Turning city bankers into citizen scientists
A new initiative from Royal Bank of Canada (RBC), launched in April, sees bank employees, scientists, paddleboarders, kayakers, and local volunteers come together to collect scientific data on water quality, pollution, and resilience in urban centres across Europe. These new FreshWater Watch recruits will be measuring the health of small streams in Luxembourg, algal blooms in Parisian ponds, and the impacts of storm events on water quality in the River Liffey, Dublin. They are all collecting valuable data that will help us to understand how to better manage precious water resources in these heavily urbanised and impacted environments.
Royal Bank of Canada employees taking FreshWater Watch samples on the River Liffey, Dublin, accompanied by scientists from Dublin City University
Advancing freshwater science in Hungary
A team of scientists from the EU-funded MONOCLE project travelled to Lake Balaton, Hungary, last month, armed with high-tech environmental sensors, drones, and some humble FreshWater Watch kits. MONOCLE partners are developing low-cost sensors, methods, and technologies to support water quality monitoring by regional and national agencies, and exploring the role local communities and volunteers can play in using these sensors to collect data. Lake Balaton provided the perfect setting to test how FreshWater Watch can complement these sensors and form part of an integrated system that allows citizen scientists to better monitor complex lake ecosystems. Over the next few years, these systems will be tested in other locations where FreshWater Watch is already used regularly, including on the shores of the second-oldest, second-largest, second-deepest lake in the world – Lake Tanganyika.

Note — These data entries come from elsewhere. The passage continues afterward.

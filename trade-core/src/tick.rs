//! The capability every simulated asset implements.
//!
//! The ledger drives entities by iterating its typed collections and handing
//! each one a [`TickContext`]. Entities never reach each other; the only shared
//! mutable state is the price tracker and the random source carried here.

use rand::RngCore;

use crate::config::TradeConfig;
use crate::external::Environment;
use crate::market::PriceTracker;
use crate::types::{Severity, Timestamp};

/// Per-pass view of the world handed to each entity.
pub struct TickContext<'a> {
    pub now: Timestamp,
    pub config: &'a TradeConfig,
    pub env: Environment<'a>,
    pub prices: &'a mut PriceTracker,
    pub rng: &'a mut dyn RngCore,
}

impl TickContext<'_> {
    pub fn notify(&self, message: &str, severity: Severity) {
        self.env.notifier.notify(message, severity);
    }
}

pub trait Simulated {
    /// Inactive entities are skipped by the ledger.
    fn is_active(&self) -> bool;

    /// Advance to `ctx.now`. Must be safe to call repeatedly with the same time.
    fn tick(&mut self, ctx: &mut TickContext<'_>);
}

/// Tick every active entity in a collection.
pub fn tick_all<'e, T, I>(entities: I, ctx: &mut TickContext<'_>) -> usize
where
    T: Simulated + 'e,
    I: IntoIterator<Item = &'e mut T>,
{
    let mut ticked = 0;
    for entity in entities {
        if entity.is_active() {
            entity.tick(ctx);
            ticked += 1;
        }
    }
    ticked
}

#[cfg(test)]
pub(crate) mod harness {
    use rand::SeedableRng;
    use rand::rngs::StdRng;

    use super::{Simulated, TickContext};
    use crate::config::TradeConfig;
    use crate::external::{Environment, ManualClock};
    use crate::market::PriceTracker;
    use crate::types::Timestamp;
    use crate::world::{NotificationLog, StaticWorld};

    /// Owns everything a `TickContext` borrows, for driving one entity by hand.
    pub struct Harness {
        pub world: StaticWorld,
        pub clock: ManualClock,
        pub log: NotificationLog,
        pub prices: PriceTracker,
        pub rng: StdRng,
        pub config: TradeConfig,
    }

    impl Harness {
        pub fn new(world: StaticWorld, config: TradeConfig, seed: u64) -> Self {
            Self {
                world,
                clock: ManualClock::default(),
                log: NotificationLog::new(),
                prices: PriceTracker::new(config.price_retention_days),
                rng: StdRng::seed_from_u64(seed),
                config,
            }
        }

        pub fn tick_at<T: Simulated>(&mut self, entity: &mut T, hours: f64) {
            self.clock.set(Timestamp::from_hours(hours));
            let env = Environment {
                clock: &self.clock,
                oracle: &self.world,
                catalog: &self.world,
                world: &self.world,
                notifier: &self.log,
            };
            let mut ctx = TickContext {
                now: env.now(),
                config: &self.config,
                env,
                prices: &mut self.prices,
                rng: &mut self.rng,
            };
            entity.tick(&mut ctx);
        }

        /// Advance the clock one day at a time, ticking after each step.
        pub fn run_days<T: Simulated>(&mut self, entity: &mut T, days: u32) {
            for _ in 0..days {
                let next = self.clock_hours() + 24.0;
                self.tick_at(entity, next);
            }
        }

        pub fn clock_hours(&self) -> f64 {
            use crate::external::Clock;
            self.clock.now().hours()
        }
    }
}
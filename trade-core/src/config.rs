//! Tunable knobs for the trade simulation.
//!
//! The host owns how these are loaded; the core only reads the current values.
//! Every field has a default so partial JSON documents are accepted.

use serde::{Deserialize, Serialize};

use crate::error::TradeError;

#[derive(Debug, Clone, PartialEq, Serialize, Deserialize)]
#[serde(default)]
pub struct TradeConfig {
    // === Limits ===
    pub max_shops: usize,
    pub max_caravans: usize,
    /// Couriers that are not yet delivered or lost.
    pub max_couriers: usize,
    pub max_agreements_per_merchant: usize,

    // === Shops ===
    pub shop_establish_cost: i64,
    pub shop_base_daily_income: i64,
    pub shop_upkeep_per_level: i64,
    pub shop_upgrade_base_cost: i64,
    pub shop_max_level: u32,
    pub shop_base_storage: i64,
    pub shop_storage_per_level: i64,
    pub shop_hire_cost: i64,
    pub shop_base_wage: i64,
    /// Fraction of each inventory line sold per day before modifiers.
    pub shop_daily_turnover: f64,
    pub shop_default_margin: f64,

    // === Caravans ===
    pub caravan_idle_daily_income: i64,
    pub caravan_base_daily_cost: i64,
    pub base_security_cost: f64,
    pub security_cost_multiplier: f64,
    pub max_security_level: u32,
    pub security_upgrade_base_cost: i64,
    pub cargo_upgrade_base_cost: i64,
    pub cargo_upgrade_step: i64,
    pub caravan_default_cargo_capacity: i64,
    pub caravan_default_speed: f64,
    /// Deltas shorter than this are carried to the next tick.
    pub caravan_min_tick_days: f64,
    /// Scales the per-tick ambush chance on the road.
    pub caravan_risk_factor: f64,

    // === Couriers ===
    pub courier_base_cost: i64,
    pub courier_distance_multiplier: f64,
    pub courier_risk_factor: f64,

    // === Merchant relations ===
    pub initial_trust: f64,
    pub relationship_gain_factor: f64,
    pub trust_decay_per_day: f64,
    pub trust_inactivity_days: f64,
    pub min_trust_for_agreement: f64,

    // === Price analytics ===
    pub price_retention_days: f64,
}

impl Default for TradeConfig {
    fn default() -> Self {
        Self {
            max_shops: 5,
            max_caravans: 5,
            max_couriers: 3,
            max_agreements_per_merchant: 3,

            shop_establish_cost: 10_000,
            shop_base_daily_income: 100,
            shop_upkeep_per_level: 20,
            shop_upgrade_base_cost: 5_000,
            shop_max_level: 5,
            shop_base_storage: 500,
            shop_storage_per_level: 250,
            shop_hire_cost: 500,
            shop_base_wage: 10,
            shop_daily_turnover: 0.1,
            shop_default_margin: 0.2,

            caravan_idle_daily_income: 50,
            caravan_base_daily_cost: 50,
            base_security_cost: 20.0,
            security_cost_multiplier: 1.0,
            max_security_level: 5,
            security_upgrade_base_cost: 1_000,
            cargo_upgrade_base_cost: 800,
            cargo_upgrade_step: 100,
            caravan_default_cargo_capacity: 500,
            caravan_default_speed: 1.0,
            caravan_min_tick_days: 0.1,
            caravan_risk_factor: 1.0,

            courier_base_cost: 100,
            courier_distance_multiplier: 0.5,
            courier_risk_factor: 1.0,

            initial_trust: 30.0,
            relationship_gain_factor: 1.0,
            trust_decay_per_day: 0.5,
            trust_inactivity_days: 14.0,
            min_trust_for_agreement: 20.0,

            price_retention_days: 45.0,
        }
    }
}

impl TradeConfig {
    /// Parse a (possibly partial) JSON document; missing knobs keep their defaults.
    pub fn from_json(json: &str) -> Result<Self, TradeError> {
        Ok(serde_json::from_str(json)?)
    }

    /// Daily running cost of a caravan at the given security level.
    pub fn caravan_daily_cost(&self, security_level: u32) -> f64 {
        self.caravan_base_daily_cost as f64
            + security_level as f64 * self.base_security_cost * self.security_cost_multiplier
    }

    pub fn shop_storage_for_level(&self, level: u32) -> i64 {
        self.shop_base_storage + self.shop_storage_per_level * i64::from(level.saturating_sub(1))
    }
}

Scientists from the MONOCLE team compare FreshWater Watch samples to data collected by sensors, drones, and satellites.
In the midst of all of this volunteer activity across the world, Earthwatch staff have been very busy too. This year we have welcomed two new recruits to the FreshWater Watch team of scientists – Isabel (AKA ‘Izzy’, Freshwater Research Manager), who joined in January, and Kesella (AKA ‘Kes’, Freshwater Research Assistant), who joined in July. They have both been kept very busy learning about all of the past and ongoing FreshWater Watch research projects. In June, Izzy spoke about FreshWater Watch at the Symposium for European Freshwater Scientists in Zagreb, Croatia, showcasing FreshWater Watch research to scientists from across the continent and beyond. She will also be speaking at SIWI’s World Water Week in Stockholm at the end of August, specifically focussing on FreshWater Watch projects in Africa. Kes, meanwhile, has been focusing on reviewing the FreshWater Watch website and creating a project update to send out to all of our citizen scientists.
None of this valuable research would be possible without the many volunteers who have collected data for us this year, and we would like to extend a huge thank you to all of them. We look forward to seeing FreshWater Watch citizen scientists continue to improve our knowledge and understanding of the health of freshwater ecosystems into 2020 and beyond, and we can’t wait to see what we discover next!